Atteindre-01Si nous voulons nous libérer définitivement de la souffrance, nous devons éradiquer les vraies origines de la souffrance. Alors seulement nous pourrons atteindre l’illumination et venir en aide à tous les êtres vivants. Tant que nous sommes sous le contrôle de l’ignorance et de sa constellation de perturbations, nous continuerons à souffrir. C’est pourquoi nous devons renoncer aux attraits perfides du samsara. Le renoncement ne consiste pas à abandonner nos biens, nos amis,  nos activités et ainsi de suite, mais de renoncer à nos perturbations mentales issues de notre ignorance. Progressivement nous pouvons envisager utiliser différemment notre vie et toutes nos vies futures pour réaliser ce renoncement.

Le sens spirituel d’une activité dépend principalement de ce que nous en faisons intérieurement avec notre esprit. Selon la manière dont nous percevons un objet, celui-ci est soit un catalyseur pour une perturbation mentale donnée soit une incitation à faire quelque chose de vertueux.
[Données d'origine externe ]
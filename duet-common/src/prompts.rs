//! Prompt fixtures for the compatibility quizzes
//!
//! Both quizzes run over a fixed, ordered prompt list shared by the two
//! respondents. The lists below are static seed data and never change at
//! runtime.
//!
//! - Multiple-choice quiz: 15 prompts, 5 categories × 3 prompts. Options are
//!   ordered so that neighbouring options express similar preferences; the
//!   scorer relies on this for partial credit.
//! - Free-text quiz: 10 prompts. Categories are for display only.

use once_cell::sync::Lazy;
use serde::{Deserialize, Serialize};

use crate::{Error, Result};

/// Prompt category
///
/// Closed set so per-category aggregation can be matched exhaustively.
#[derive(Debug, Clone, Copy, PartialEq, Eq, Hash, Serialize, Deserialize)]
#[serde(rename_all = "snake_case")]
pub enum Category {
    // Multiple-choice quiz
    Communication,
    Values,
    Lifestyle,
    Romance,
    Future,

    // Free-text quiz (display only)
    Favorites,
    Memories,
    Dreams,
}

impl Category {
    /// Human-readable display name
    pub fn display_name(&self) -> &'static str {
        match self {
            Category::Communication => "Communication",
            Category::Values => "Values",
            Category::Lifestyle => "Lifestyle",
            Category::Romance => "Romance",
            Category::Future => "Future",
            Category::Favorites => "Favorites",
            Category::Memories => "Memories",
            Category::Dreams => "Dreams",
        }
    }

    /// Parse category from its lowercase tag (case insensitive)
    pub fn from_str(s: &str) -> Option<Self> {
        match s.trim().to_lowercase().as_str() {
            "communication" => Some(Category::Communication),
            "values" => Some(Category::Values),
            "lifestyle" => Some(Category::Lifestyle),
            "romance" => Some(Category::Romance),
            "future" => Some(Category::Future),
            "favorites" | "favourites" => Some(Category::Favorites),
            "memories" => Some(Category::Memories),
            "dreams" => Some(Category::Dreams),
            _ => None,
        }
    }

    /// All category variants in declaration order
    pub fn all_variants() -> &'static [Category] {
        &[
            Category::Communication,
            Category::Values,
            Category::Lifestyle,
            Category::Romance,
            Category::Future,
            Category::Favorites,
            Category::Memories,
            Category::Dreams,
        ]
    }
}

impl std::fmt::Display for Category {
    fn fmt(&self, f: &mut std::fmt::Formatter<'_>) -> std::fmt::Result {
        write!(f, "{}", self.display_name())
    }
}

/// One multiple-choice question
#[derive(Debug, Clone, PartialEq, Eq, Serialize, Deserialize)]
pub struct ChoicePrompt {
    /// Position in the prompt list
    pub id: usize,
    pub category: Category,
    pub text: String,
    /// Ordered answer options (at least two)
    pub options: Vec<String>,
}

/// One free-text question
#[derive(Debug, Clone, PartialEq, Eq, Serialize, Deserialize)]
pub struct TextPrompt {
    /// Position in the prompt list
    pub id: usize,
    pub category: Category,
    pub text: String,
}

fn choice(id: usize, category: Category, text: &str, options: [&str; 4]) -> ChoicePrompt {
    ChoicePrompt {
        id,
        category,
        text: text.to_string(),
        options: options.iter().map(|o| o.to_string()).collect(),
    }
}

fn text(id: usize, category: Category, text: &str) -> TextPrompt {
    TextPrompt {
        id,
        category,
        text: text.to_string(),
    }
}

static CHOICE_PROMPTS: Lazy<Vec<ChoicePrompt>> = Lazy::new(|| {
    use Category::*;
    vec![
        choice(0, Communication, "How do you prefer to resolve a disagreement?", [
            "Talk it through right away",
            "Take a short break, then talk",
            "Sleep on it and talk tomorrow",
            "Let it go unless it comes up again",
        ]),
        choice(1, Communication, "How often do you like to check in during the day?", [
            "Constantly",
            "A few times a day",
            "Once a day",
            "Only when something comes up",
        ]),
        choice(2, Communication, "How do you show you are upset?", [
            "I say so immediately",
            "I bring it up gently later",
            "I hint at it",
            "I keep it to myself",
        ]),
        choice(3, Values, "How important is family involvement in our decisions?", [
            "Essential",
            "Very important",
            "Somewhat important",
            "Not important",
        ]),
        choice(4, Values, "How should we handle money as a couple?", [
            "Fully shared accounts",
            "Mostly shared, some personal",
            "Mostly separate, some shared",
            "Fully separate",
        ]),
        choice(5, Values, "How much does faith or spirituality matter to you?", [
            "It is central to my life",
            "It matters a lot",
            "It matters a little",
            "It does not matter",
        ]),
        choice(6, Lifestyle, "What is your ideal weekend?", [
            "Out with friends all weekend",
            "One social plan, one quiet day",
            "Mostly relaxing at home",
            "Completely unplugged at home",
        ]),
        choice(7, Lifestyle, "When do you feel most energetic?", [
            "Early morning",
            "Late morning",
            "Afternoon",
            "Late night",
        ]),
        choice(8, Lifestyle, "How tidy should our home be?", [
            "Spotless at all times",
            "Mostly tidy",
            "Lived-in",
            "Organized chaos",
        ]),
        choice(9, Romance, "What is your favorite kind of date?", [
            "Fancy dinner",
            "Casual restaurant",
            "Cooking together at home",
            "Takeout on the couch",
        ]),
        choice(10, Romance, "How do you most like to receive love?", [
            "Words of affirmation",
            "Quality time",
            "Physical touch",
            "Acts of service",
        ]),
        choice(11, Romance, "How often should we plan a surprise for each other?", [
            "Every week",
            "Every month",
            "A few times a year",
            "Only on special occasions",
        ]),
        choice(12, Future, "Where would you like to live in ten years?", [
            "Big city",
            "Suburbs",
            "Small town",
            "Countryside",
        ]),
        choice(13, Future, "How many children would you like?", [
            "None",
            "One",
            "Two",
            "Three or more",
        ]),
        choice(14, Future, "What does retirement look like for you?", [
            "Travelling the world",
            "Splitting time between travel and home",
            "Staying close to family",
            "Never fully retiring",
        ]),
    ]
});

static TEXT_PROMPTS: Lazy<Vec<TextPrompt>> = Lazy::new(|| {
    use Category::*;
    vec![
        text(0, Favorites, "What is my favorite food?"),
        text(1, Favorites, "What is my favorite movie?"),
        text(2, Favorites, "What is my favorite color?"),
        text(3, Favorites, "What is my favorite song?"),
        text(4, Memories, "Where did we first meet?"),
        text(5, Memories, "Where did we go on our first date?"),
        text(6, Memories, "What was the first gift I gave you?"),
        text(7, Dreams, "Where is my dream vacation?"),
        text(8, Dreams, "What is my dream job?"),
        text(9, Dreams, "What city would I most like to live in?"),
    ]
});

/// The multiple-choice compatibility quiz prompts
pub fn choice_prompts() -> &'static [ChoicePrompt] {
    &CHOICE_PROMPTS
}

/// The free-text "how well do you know me" prompts
pub fn text_prompts() -> &'static [TextPrompt] {
    &TEXT_PROMPTS
}

/// Check the structural contract of a multiple-choice prompt list
///
/// The list must be non-empty and every prompt must offer at least two options.
pub fn validate_choice_prompts(prompts: &[ChoicePrompt]) -> Result<()> {
    if prompts.is_empty() {
        return Err(Error::InvalidInput("prompt list is empty".to_string()));
    }
    if let Some(p) = prompts.iter().find(|p| p.options.len() < 2) {
        return Err(Error::InvalidInput(format!(
            "prompt {} has {} option(s), at least 2 required",
            p.id,
            p.options.len()
        )));
    }
    Ok(())
}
Les objets ne ne sont pas perturbants ou vertueux de manière intrinsèque, de leur propre côté. Mais c’est la relation que nous établissons avec ceux-ci qui le déterminent. Si nous considérons tous les objets et toutes les activités samsariques comme une finalité, comme une solution à tous nos problèmes, nous serons tôt ou tard déçus car nos attentes ne seront pas satisfaites. La nature du samsara est de nous tromper et de nous faire souffrir.

Atteindre-02Tant que nous serons assujettis à l’ignorance et à nos perturbations mentales, même si nous bénéficions d’excellentes conditions matérielles dans cette vie et que tout va bien, ces conditions ne sont que temporaires avant que nous fassions de nouvelles expériences de souffrance. Cela revient à couper les mauvaises herbes au moyen d’un sécateur au lieu d’extraire les racines de celles-ci. Ce ne sera qu’une question de temps avant que les mauvaises herbes repoussent. Si recherchons une solution extérieure sans rechercher au préalable une solution intérieure, ce que nous obtiendrons ne sont que des solutions temporaires.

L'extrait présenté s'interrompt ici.